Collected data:

use std::path::{Path, PathBuf};

use serde::{Deserialize, Serialize};
use thiserror::Error;

use crate::shared::bounding_box::BoundingBox;

#[derive(Error, Debug)]
pub enum ReportError {
    #[error("cannot read report {}: {source}", path.display())]
    Read {
        path: PathBuf,
        #[source]
        source: std::io::Error,
    },
    #[error("malformed report {}: {source}", path.display())]
    Parse {
        path: PathBuf,
        #[source]
        source: serde_json::Error,
    },
    #[error("cannot write report {}: {source}", path.display())]
    Write {
        path: PathBuf,
        #[source]
        source: std::io::Error,
    },
}

/// One frame's entry in the detection report.
///
/// Unknown fields are ignored on load and a missing `boxes` list reads as
/// empty, so hand-edited or older reports still accumulate.
#[derive(Clone, Debug, Default, PartialEq, Serialize, Deserialize)]
pub struct FrameReport {
    pub file: String,
    #[serde(default)]
    pub detections: usize,
    #[serde(default)]
    pub boxes: Vec<BoundingBox>,
    #[serde(default, skip_serializing_if = "Option::is_none")]
    pub crop_box: Option<BoundingBox>,
    #[serde(default)]
    pub annotated_out: String,
    #[serde(default)]
    pub cropped_out: String,
}

/// Persists the per-frame detection report.
pub trait ReportStore: Send {
    fn save(&self, path: &Path, reports: &[FrameReport]) -> Result<(), ReportError>;

    fn load(&self, path: &Path) -> Result<Vec<FrameReport>, ReportError>;
}
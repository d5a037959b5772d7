//! Grey-level morphology with flat structuring elements.
//!
//! Pixels of the element that fall outside the image are ignored, so borders
//! neither erode nor dilate artificially.

use ndarray::Array2;

use crate::shared::GrayGrid;

/// A flat structuring element stored as `(dy, dx)` offsets from its anchor.
#[derive(Clone, Debug, PartialEq, Eq)]
pub struct StructuringElement {
    offsets: Vec<(isize, isize)>,
}

impl StructuringElement {
    /// Ellipse inscribed in a `size` x `size` square, anchored at its center.
    ///
    /// Rows are filled symmetrically around the center column; a 3x3 ellipse
    /// is a cross.
    pub fn ellipse(size: usize) -> Self {
        let size = size.max(1);
        let r = (size / 2) as isize;
        let c = r;
        let inv_r2 = if r > 0 { 1.0 / (r * r) as f64 } else { 0.0 };
        let mut offsets = Vec::new();
        for i in 0..size as isize {
            let dy = i - r;
            if dy.abs() > r {
                continue;
            }
            let dx = (c as f64 * (((r * r - dy * dy) as f64) * inv_r2).sqrt()).round() as isize;
            let j1 = (c - dx).max(0);
            let j2 = (c + dx + 1).min(size as isize);
            for j in j1..j2 {
                offsets.push((dy, j - c));
            }
        }
        Self { offsets }
    }

    pub fn len(&self) -> usize {
        self.offsets.len()
    }

    pub fn is_empty(&self) -> bool {
        self.offsets.is_empty()
    }

    pub fn offsets(&self) -> &[(isize, isize)] {
        &self.offsets
    }
}

fn reduce(grid: &GrayGrid, element: &StructuringElement, init: u8, pick: fn(u8, u8) -> u8) -> GrayGrid {
    let (height, width) = grid.dim();
    Array2::from_shape_fn((height, width), |(y, x)| {
        let mut acc = init;
        let mut touched = false;
        for &(dy, dx) in element.offsets() {
            let sy = y as isize + dy;
            let sx = x as isize + dx;
            if sy < 0 || sx < 0 || sy >= height as isize || sx >= width as isize {
                continue;
            }
            acc = pick(acc, grid[[sy as usize, sx as usize]]);
            touched = true;
        }
        if touched {
            acc
        } else {
            grid[[y, x]]
        }
    })
}

pub fn erode(grid: &GrayGrid, element: &StructuringElement) -> GrayGrid {
    reduce(grid, element, u8::MAX, u8::min)
}

pub fn dilate(grid: &GrayGrid, element: &StructuringElement) -> GrayGrid {
    reduce(grid, element, u8::MIN, u8::max)
}

pub fn dilate_n(grid: &GrayGrid, element: &StructuringElement, iterations: usize) -> GrayGrid {
    let mut out = grid.clone();
    for _ in 0..iterations {
        out = dilate(&out, element);
    }
    out
}

/// Erosion followed by dilation: removes bright features smaller than the element.
pub fn open(grid: &GrayGrid, element: &StructuringElement) -> GrayGrid {
    dilate(&erode(grid, element), element)
}

/// Dilation followed by erosion: fills dark gaps smaller than the element.
pub fn close(grid: &GrayGrid, element: &StructuringElement) -> GrayGrid {
    erode(&dilate(grid, element), element)
}

/// `grid - open(grid)`: keeps only bright features narrower than the element.
pub fn white_top_hat(grid: &GrayGrid, element: &StructuringElement) -> GrayGrid {
    let opened = open(grid, element);
    let mut residual = grid.clone();
    residual.zip_mut_with(&opened, |r, &o| *r = r.saturating_sub(o));
    residual
}
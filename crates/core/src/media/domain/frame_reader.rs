use std::path::Path;

use crate::shared::batch_metadata::BatchMetadata;
use crate::shared::frame::Frame;

/// Reads a batch of still frames from some source.
///
/// Frames are yielded in batch order; a frame's index is its position in the
/// batch listing. A frame that cannot be decoded is yielded as an `Err` so
/// the caller can skip it and carry on with the rest of the batch.
pub trait FrameReader: Send {
    /// Scans the source and returns what it found.
    fn open(&mut self, source: &Path) -> Result<BatchMetadata, Box<dyn std::error::Error>>;

    /// Returns an iterator over the frames found by `open`.
    fn frames(
        &mut self,
    ) -> Box<dyn Iterator<Item = Result<Frame, Box<dyn std::error::Error>>> + '_>;

    /// Releases any resources held by the reader.
    fn close(&mut self);
}
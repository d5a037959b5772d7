use std::path::Path;

use crate::media::domain::report_store::{FrameReport, ReportError, ReportStore};

/// Stores the report as a pretty-printed JSON array.
pub struct JsonReportStore;

impl JsonReportStore {
    pub fn new() -> Self {
        Self
    }
}

impl Default for JsonReportStore {
    fn default() -> Self {
        Self::new()
    }
}

impl ReportStore for JsonReportStore {
    fn save(&self, path: &Path, reports: &[FrameReport]) -> Result<(), ReportError> {
        let write_err = |source| ReportError::Write {
            path: path.to_path_buf(),
            source,
        };
        if let Some(parent) = path.parent().filter(|p| !p.as_os_str().is_empty()) {
            std::fs::create_dir_all(parent).map_err(write_err)?;
        }
        let json = serde_json::to_string_pretty(reports)
            .map_err(|e| write_err(std::io::Error::other(e)))?;
        std::fs::write(path, json).map_err(write_err)
    }

    fn load(&self, path: &Path) -> Result<Vec<FrameReport>, ReportError> {
        let text = std::fs::read_to_string(path).map_err(|source| ReportError::Read {
            path: path.to_path_buf(),
            source,
        })?;
        serde_json::from_str(&text).map_err(|source| ReportError::Parse {
            path: path.to_path_buf(),
            source,
        })
    }
}

#[cfg(test)]
mod tests {
    use super::*;
    use crate::shared::bounding_box::BoundingBox;

    fn sample() -> Vec<FrameReport> {
        vec![
            FrameReport {
                file: "0001.png".into(),
                detections: 2,
                boxes: vec![BoundingBox::new(10, 10, 5, 5), BoundingBox::new(50, 12, 4, 4)],
                crop_box: Some(BoundingBox::new(0, 0, 104, 66)),
                annotated_out: "0001_ann.png".into(),
                cropped_out: "0001_crop.png".into(),
            },
            FrameReport {
                file: "0002.png".into(),
                crop_box: Some(BoundingBox::new(0, 0, 640, 480)),
                annotated_out: "0002_ann.png".into(),
                cropped_out: "0002_crop.png".into(),
                ..Default::default()
            },
        ]
    }

    #[test]
    fn test_save_then_load() {
        let dir = tempfile::tempdir().unwrap();
        let path = dir.path().join("detection_report.json");
        let store = JsonReportStore::new();
        store.save(&path, &sample()).unwrap();
        assert_eq!(store.load(&path).unwrap(), sample());
    }

    #[test]
    fn test_saved_layout() {
        let dir = tempfile::tempdir().unwrap();
        let path = dir.path().join("r.json");
        JsonReportStore::new().save(&path, &sample()[..1]).unwrap();

        let value: serde_json::Value =
            serde_json::from_str(&std::fs::read_to_string(&path).unwrap()).unwrap();
        let first = &value[0];
        assert_eq!(first["file"], "0001.png");
        assert_eq!(first["detections"], 2);
        assert_eq!(first["boxes"][1]["x"], 50);
        assert_eq!(first["crop_box"]["w"], 104);
        assert_eq!(first["annotated_out"], "0001_ann.png");
    }

    #[test]
    fn test_load_tolerates_missing_boxes_and_unknown_fields() {
        let dir = tempfile::tempdir().unwrap();
        let path = dir.path().join("r.json");
        std::fs::write(
            &path,
            r#"[{"file": "a.png", "extra": true}, {"file": "b.png", "boxes": [{"x":1,"y":2,"w":3,"h":4}]}]"#,
        )
        .unwrap();
        let reports = JsonReportStore::new().load(&path).unwrap();
        assert!(reports[0].boxes.is_empty());
        assert_eq!(reports[1].boxes, vec![BoundingBox::new(1, 2, 3, 4)]);
    }

    #[test]
    fn test_missing_file_names_path() {
        let err = JsonReportStore::new()
            .load(Path::new("/nonexistent/report.json"))
            .unwrap_err();
        assert!(matches!(err, ReportError::Read { .. }));
        assert!(err.to_string().contains("/nonexistent/report.json"));
    }

    #[test]
    fn test_malformed_file_is_parse_error() {
        let dir = tempfile::tempdir().unwrap();
        let path = dir.path().join("r.json");
        std::fs::write(&path, "{not json").unwrap();
        assert!(matches!(
            JsonReportStore::new().load(&path),
            Err(ReportError::Parse { .. })
        ));
    }
}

◆ **WHAT TO PRODUCE**:
If a line above holds the string "bright", copy it out.

◆ **ANSWER SPACE**:
/// Erosion followed by dilation: removes bright features smaller than the element.
/// `grid - open(grid)`: keeps only bright features narrower than the element.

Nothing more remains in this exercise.